These values are set in the request-processor. Some values are not available at various points in the page-serving process; for instance, ad_conn file is not available in preauth/postauth filters since path resolution is not performed until after filters are invoked.

Parameters

[ns/server/yourservername/request-processor]
; log lots of timestamped debugging messages?
DebugP=0
; URL sections exempt from Host header checks and security/session handling.
; (can specify an arbitrary number).
SystemURLSection=SYSTEM
; precedence for file extensions, e.g., "tcl,adp,html" means "serve
; a .tcl file if available, else an .adp file if available, else an
; .html file if available, else the first file available in alphabetical
; order". Comma-separated.
ExtensionPrecedence=tcl,adp,html,jpg,gif

History

In ACS 3.3 we introduced the first unified request processor implementing the series of actions above. It was written purely in Tcl as a single procedure (not a mess of ns_register_filters and ns_register_procs), allowing us a great deal of control over exactly what happens when we deliver a response to an HTTP request. We also introduced new APIs, ad_register_filter and ad_register_proc, analogous to existing AOLserver APIs (ns_register_filter and ns_register_proc) but tightly integrated into the request processor.
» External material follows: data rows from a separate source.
//! Bounded reachability probing.
//!
//! A single producer fills a queue with every collected link, then a fixed
//! number of workers drain it. Each worker takes ownership of the link it
//! dequeued, probes it and sends the updated value back, so no link is ever
//! shared between workers.

use crate::result::Link;
use reqwest::{Client, StatusCode};
use std::future::Future;
use std::sync::Arc;
use std::time::Duration;
use tokio::sync::{Mutex, mpsc};
use tokio_util::sync::CancellationToken;
use tracing::{debug, warn};

/// How many probe workers to start for a given number of links.
#[derive(Debug, Clone, Copy, PartialEq, Eq, Default)]
pub enum WorkerSizing {
    /// `ceil(sqrt(n) * 3)`: grows sub-linearly with the link count.
    #[default]
    SqrtScaled,
    /// Always the same number of workers.
    Fixed(usize),
    /// `SqrtScaled`, but never more than the given cap.
    Capped(usize),
}

impl WorkerSizing {
    pub fn workers(&self, links: usize) -> usize {
        match *self {
            WorkerSizing::SqrtScaled => sqrt_scaled(links),
            WorkerSizing::Fixed(workers) => workers,
            WorkerSizing::Capped(cap) => sqrt_scaled(links).min(cap),
        }
    }
}

fn sqrt_scaled(links: usize) -> usize {
    ((links as f64).sqrt() * 3.0).ceil() as usize
}

/// Issues a HEAD request. Only a 200 response counts as accessible.
pub async fn probe_link(client: &Client, mut link: Link, timeout: Duration) -> Link {
    link.accessible = match client.head(&link.url).timeout(timeout).send().await {
        Ok(response) => response.status() == StatusCode::OK,
        Err(e) => {
            debug!("Probe failed for {}: {}", link.url, e);
            false
        }
    };
    link
}

pub struct ProbePool {
    workers: usize,
}

impl ProbePool {
    pub fn new(workers: usize) -> Self {
        Self { workers }
    }

    pub fn workers(&self) -> usize {
        self.workers
    }

    /// Probes every link exactly once and returns them in completion order.
    ///
    /// `probe` receives the worker id and the owned link. When `cancel` fires,
    /// workers stop taking new links and abandon in-flight probes, so the
    /// returned vector may be shorter than the input.
    pub async fn run<F, Fut>(&self, links: Vec<Link>, probe: F, cancel: &CancellationToken) -> Vec<Link>
    where
        F: Fn(usize, Link) -> Fut + Send + Sync + 'static,
        Fut: Future<Output = Link> + Send + 'static,
    {
        let total = links.len();
        if total == 0 {
            return Vec::new();
        }
        let workers = self.workers.max(1);

        // Capacity matches the link count, so neither the producer nor the
        // workers can block on send.
        let (queue_tx, queue_rx) = mpsc::channel::<Link>(total);
        let (results_tx, mut results_rx) = mpsc::channel::<Link>(total);

        for link in links {
            if queue_tx.try_send(link).is_err() {
                warn!("Probe queue rejected a link");
            }
        }
        drop(queue_tx);

        let queue = Arc::new(Mutex::new(queue_rx));
        let probe = Arc::new(probe);
        let mut worker_handles = Vec::with_capacity(workers);

        debug!("Probing {} links with {} workers", total, workers);

        for worker_id in 0..workers {
            let queue = queue.clone();
            let probe = probe.clone();
            let results_tx = results_tx.clone();
            let cancel = cancel.clone();

            let handle = tokio::spawn(async move {
                let mut probed = 0usize;
                loop {
                    if cancel.is_cancelled() {
                        break;
                    }

                    let next = {
                        let mut queue = queue.lock().await;
                        queue.recv().await
                    };
                    let Some(link) = next else {
                        break;
                    };

                    let link = tokio::select! {
                        biased;
                        _ = cancel.cancelled() => break,
                        link = probe(worker_id, link) => link,
                    };

                    probed += 1;
                    if results_tx.send(link).await.is_err() {
                        break;
                    }
                }
                debug!("Probe worker {} finished after {} links", worker_id, probed);
            });

            worker_handles.push(handle);
        }
        drop(results_tx);

        for handle in worker_handles {
            if let Err(e) = handle.await {
                warn!("Probe worker failed: {}", e);
            }
        }

        let mut probed = Vec::with_capacity(total);
        while let Some(link) = results_rx.recv().await {
            probed.push(link);
        }
        probed
    }
}
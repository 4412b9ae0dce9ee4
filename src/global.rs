//! Process-wide default logger
//!
//! A convenience layer over one [`Logger`] instance. The first use builds a
//! default logger (stdout, real process exit) unless [`init`] installed one
//! earlier. Every function forwards to that instance with the caller's
//! location preserved.
//!
//! ```no_run
//! use event_logger::global;
//!
//! global::info("service starting");
//! global::warnf(format_args!("cache miss ratio {:.2}", 0.37));
//! global::close();
//! ```

use crate::core::{LogLevel, Logger};
use std::fmt;
use std::sync::OnceLock;

static DEFAULT: OnceLock<Logger> = OnceLock::new();

/// Install `logger` as the process-wide default.
///
/// Only the first installation wins, and only if nothing has logged through
/// this module yet. Otherwise the rejected logger is handed back.
pub fn init(logger: Logger) -> Result<(), Logger> {
    DEFAULT.set(logger)
}

/// The default logger, created on first use
pub fn logger() -> &'static Logger {
    DEFAULT.get_or_init(Logger::new)
}

/// Drain and stop the default logger. Statics are never dropped, so call
/// this before returning from `main` to flush pending records.
pub fn close() -> bool {
    DEFAULT.get().is_some_and(Logger::close)
}

#[track_caller]
pub fn log(level: LogLevel, message: impl Into<String>) {
    logger().log(level, message);
}

#[track_caller]
pub fn logf(level: LogLevel, args: fmt::Arguments<'_>) {
    logger().logf(level, args);
}

#[track_caller]
pub fn debug(message: impl Into<String>) {
    logger().debug(message);
}

#[track_caller]
pub fn debugf(args: fmt::Arguments<'_>) {
    logger().debugf(args);
}

#[track_caller]
pub fn info(message: impl Into<String>) {
    logger().info(message);
}

#[track_caller]
pub fn infof(args: fmt::Arguments<'_>) {
    logger().infof(args);
}

#[track_caller]
pub fn warn(message: impl Into<String>) {
    logger().warn(message);
}

#[track_caller]
pub fn warnf(args: fmt::Arguments<'_>) {
    logger().warnf(args);
}

#[track_caller]
pub fn error(message: impl Into<String>) {
    logger().error(message);
}

#[track_caller]
pub fn errorf(args: fmt::Arguments<'_>) {
    logger().errorf(args);
}

#[track_caller]
pub fn fatal(message: impl Into<String>) {
    logger().fatal(message);
}

#[track_caller]
pub fn fatalf(args: fmt::Arguments<'_>) {
    logger().fatalf(args);
}
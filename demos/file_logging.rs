//! File logging example
//!
//! Writes JSON lines to a file, then reads them back and decodes each one.
//!
//! Run with: cargo run --example file_logging

use event_logger::prelude::*;
use event_logger::decode;
use std::fs;

fn main() -> Result<()> {
    println!("=== Event Logger - File Logging Example ===\n");

    let log_path = std::env::temp_dir().join("event_logger_demo").join("app.jsonl");
    if log_path.exists() {
        fs::remove_file(&log_path)?;
    }

    let logger = Logger::builder()
        .sink(FileSink::new(&log_path)?)
        .field("component", "file-demo")
        .field_serialized("tags", &["demo", "file"])
        .build();

    println!("1. Writing 10 records to {}", log_path.display());
    for i in 0..10 {
        logger.infof(format_args!("Processing item {}", i));
    }
    logger.warn("Disk usage above 80%");
    logger.error("Failed to reach upstream");

    // Blocks until every record is on disk
    logger.close();

    println!("\n2. Reading records back:");
    let content = fs::read_to_string(&log_path)?;
    for line in content.lines() {
        let event = decode(line.as_bytes())?;
        println!(
            "   [{}] {:<8} {} ({})",
            event.time().format("%H:%M:%S%.3f"),
            event.level(),
            event.message(),
            event.file().unwrap_or("-")
        );
    }

    let metrics = logger.metrics();
    println!(
        "\n3. Metrics: enqueued={} written={} dropped={}",
        metrics.enqueued(),
        metrics.written(),
        metrics.dropped_count()
    );

    println!("\n=== Example completed successfully! ===");
    Ok(())
}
However, Tcl is slower than C and many people questioned the wisdom of essentially porting so much of AOLserver's functionality into Tcl. In ACS 4.0 we add a C module to AOLserver, nsrewrite, allowing us to rewrite URLs for subsites (so that ns_register_filter and ns_register_proc can work properly) and implement the request processor using the ns_* primitives instead of handling every request ourselves in Tcl.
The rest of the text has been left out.